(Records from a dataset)

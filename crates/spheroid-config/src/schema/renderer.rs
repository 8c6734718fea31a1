//! Software renderer configuration types.

use serde::{Deserialize, Serialize};

/// Renderer configuration.
#[derive(Debug, Clone, Serialize, Deserialize)]
#[serde(default)]
pub struct RendererConfig {
    /// Light direction; normalized on load.
    pub light_direction: [f64; 3],
    /// Perspective strength. 0 is orthographic; keep `depth · max|z| < 1000`
    /// so the whole shape stays in front of the projection plane.
    pub depth: f64,
    /// Mesh segments around the equator.
    pub resolution_theta: u32,
    /// Mesh segments from pole to pole.
    pub resolution_phi: u32,
    pub background: String,
    /// Triangle outline color, usually translucent.
    pub outline: String,
}

impl Default for RendererConfig {
    fn default() -> Self {
        Self {
            light_direction: [0.5, -0.5, 0.7],
            depth: 1.5,
            resolution_theta: 40,
            resolution_phi: 20,
            background: "#000000".into(),
            outline: "rgba(255,255,255,25)".into(),
        }
    }
}
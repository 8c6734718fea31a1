//! ShapeDeformer: sums mode displacements into a deformed sphere mesh.

mod generate;
mod operations;
mod types;

pub use types::*;

#[cfg(test)]
mod tests {
    use super::*;
    use crate::mode::{DeformationMode, ModeKind};
    use crate::preset::Preset;
    use spheroid_common::MeshError;

    fn radius(p: [f64; 3]) -> f64 {
        (p[0] * p[0] + p[1] * p[1] + p[2] * p[2]).sqrt()
    }

    fn flat(base_radius: f64) -> ShapeDeformer {
        let mut d = ShapeDeformer::new(base_radius);
        d.zero_all();
        d
    }

    #[test]
    fn default_mode_set_matches_stock_layout() {
        let d = ShapeDeformer::default();
        let names: Vec<&str> = d.modes().iter().map(|m| m.name.as_str()).collect();
        assert_eq!(
            names,
            ["Lobes", "Waves", "Stripes", "Pinch", "Ripple", "Twisted", "Noise"]
        );
        assert_eq!(
            d.modes()[0].kind,
            ModeKind::Harmonic {
                theta_freq: 3.0,
                phi_freq: 2.0
            }
        );
        assert_eq!(
            d.modes()[1].kind,
            ModeKind::Harmonic {
                theta_freq: 5.0,
                phi_freq: 3.0
            }
        );
        assert_eq!(
            d.modes()[2].kind,
            ModeKind::Harmonic {
                theta_freq: 7.0,
                phi_freq: 1.0
            }
        );
        assert_eq!(
            d.modes()[3].kind,
            ModeKind::CosineHarmonic {
                theta_freq: 4.0,
                phi_freq: 4.0
            }
        );
        assert_eq!(
            d.modes()[4].kind,
            ModeKind::Harmonic {
                theta_freq: 0.0,
                phi_freq: 3.0
            }
        );
        assert_eq!(d.modes()[5].kind, ModeKind::MixedHarmonic);
        assert_eq!(d.modes()[6].kind, ModeKind::Noise { scale: 1.0 });
        assert_eq!(d.modes()[6].default_amplitude, 0.0);
        assert_eq!(d.base_radius(), DEFAULT_BASE_RADIUS);
    }

    #[test]
    fn zero_amplitudes_produce_a_sphere() {
        let d = flat(150.0);
        let mesh = d.generate_mesh(16, 8).unwrap();
        for p in mesh.points() {
            assert!((radius(*p) - 150.0).abs() < 1e-9);
        }
    }

    #[test]
    fn small_grid_sphere_scenario() {
        let d = flat(200.0);
        let mesh = d.generate_mesh(4, 2).unwrap();
        assert_eq!(mesh.rows(), 3);
        assert_eq!(mesh.cols(), 5);
        assert_eq!(mesh.len(), 15);
        for p in mesh.points() {
            let r2 = p[0] * p[0] + p[1] * p[1] + p[2] * p[2];
            assert!((r2 - 200.0 * 200.0).abs() < 1e-6);
        }
    }

    #[test]
    fn poles_repeat_across_row_and_seam_is_unwelded() {
        let d = ShapeDeformer::default();
        let mesh = d.generate_mesh(6, 4).unwrap();
        let north = mesh.point(0, 0).unwrap();
        for i in 1..mesh.cols() {
            let p = mesh.point(0, i).unwrap();
            for k in 0..3 {
                assert!((p[k] - north[k]).abs() < 1e-9);
            }
        }
        // Seam column is computed separately at theta = 2π.
        let first = mesh.point(2, 0).unwrap();
        let last = mesh.point(2, 6).unwrap();
        for k in 0..3 {
            assert!((first[k] - last[k]).abs() < 1e-6);
        }
    }

    #[test]
    fn mesh_reflects_amplitude() {
        let mut d = ShapeDeformer::empty(100.0);
        d.add_mode(DeformationMode::harmonic("H", "", 1.0, 1.0, 10.0));
        let p = d.surface_point(std::f64::consts::FRAC_PI_2, std::f64::consts::FRAC_PI_2);
        assert!((radius(p) - 110.0).abs() < 1e-9);
    }

    #[test]
    fn generate_mesh_rejects_zero_resolution() {
        let d = ShapeDeformer::default();
        assert_eq!(
            d.generate_mesh(0, 3),
            Err(MeshError::InvalidResolution { theta: 0, phi: 3 })
        );
        assert!(d.generate_mesh(3, 0).is_err());
    }

    #[test]
    fn generate_mesh_into_reuses_buffer() {
        let d = ShapeDeformer::default();
        let mut mesh = d.generate_mesh(8, 8).unwrap();
        d.generate_mesh_into(&mut mesh, 4, 2).unwrap();
        assert_eq!(mesh, d.generate_mesh(4, 2).unwrap());
    }

    #[test]
    fn generation_is_deterministic() {
        let d = ShapeDeformer::default();
        assert_eq!(d.generate_mesh(12, 6).unwrap(), d.generate_mesh(12, 6).unwrap());
    }

    #[test]
    fn add_and_remove_shift_indices() {
        let mut d = ShapeDeformer::default();
        let idx = d.add_mode(DeformationMode::noise("Extra", "", 2.0, 1.0));
        assert_eq!(idx, 7);
        assert!(d.remove_mode(0));
        assert_eq!(d.mode(0).unwrap().name, "Waves");
        assert_eq!(d.mode(6).unwrap().name, "Extra");
        assert!(!d.remove_mode(7));
        assert_eq!(d.mode_count(), 7);
    }

    #[test]
    fn set_amplitude_out_of_range_is_noop() {
        let mut d = ShapeDeformer::default();
        let before = d.amplitudes();
        assert!(!d.set_amplitude(99, 5.0));
        assert_eq!(d.amplitudes(), before);
        assert!(d.set_amplitude(3, 75.0));
        // No internal clamping.
        assert_eq!(d.amplitude(3), Some(75.0));
    }

    #[test]
    fn apply_preset_then_current_preset() {
        let mut d = ShapeDeformer::default();
        d.set_amplitude(5, 33.0);
        d.set_amplitude(6, 44.0);
        d.apply_preset(&Preset::new("short", vec![1.0, 2.0, 3.0, 4.0, 5.0]));
        let current = d.current_preset("snapshot");
        assert_eq!(current.name, "snapshot");
        assert_eq!(&current.amplitudes[..5], &[1.0, 2.0, 3.0, 4.0, 5.0]);
        assert_eq!(current.amplitudes[5], 33.0);
        assert_eq!(current.amplitudes[6], 44.0);
    }

    #[test]
    fn apply_longer_preset_ignores_extra_values() {
        let mut d = ShapeDeformer::empty(1.0);
        d.add_mode(DeformationMode::mixed_harmonic("M", "", 0.0));
        d.apply_preset(&Preset::new("long", vec![9.0, 8.0, 7.0]));
        assert_eq!(d.amplitudes(), vec![9.0]);
    }

    #[test]
    fn reset_all_and_zero_all() {
        let mut d = ShapeDeformer::default();
        let defaults: Vec<f64> = d.modes().iter().map(|m| m.default_amplitude).collect();
        for i in 0..d.mode_count() {
            d.set_amplitude(i, 42.0);
        }
        d.reset_all();
        assert_eq!(d.amplitudes(), defaults);
        d.zero_all();
        assert!(d.amplitudes().iter().all(|&a| a == 0.0));
    }

    #[test]
    fn mode_info_in_index_order() {
        let d = ShapeDeformer::default();
        let info = d.mode_info();
        assert_eq!(info.len(), 7);
        assert_eq!(info[3].name, "Pinch");
        assert_eq!(info[0].amplitude, info[0].default_amplitude);
    }
}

_Action item_:
Identify the lines of the data that contain the word "depth". Copy each of them.

_Solution to this exercise_:
    /// Perspective strength. 0 is orthographic; keep `depth · max|z| < 1000`
    pub depth: f64,
            depth: 1.5,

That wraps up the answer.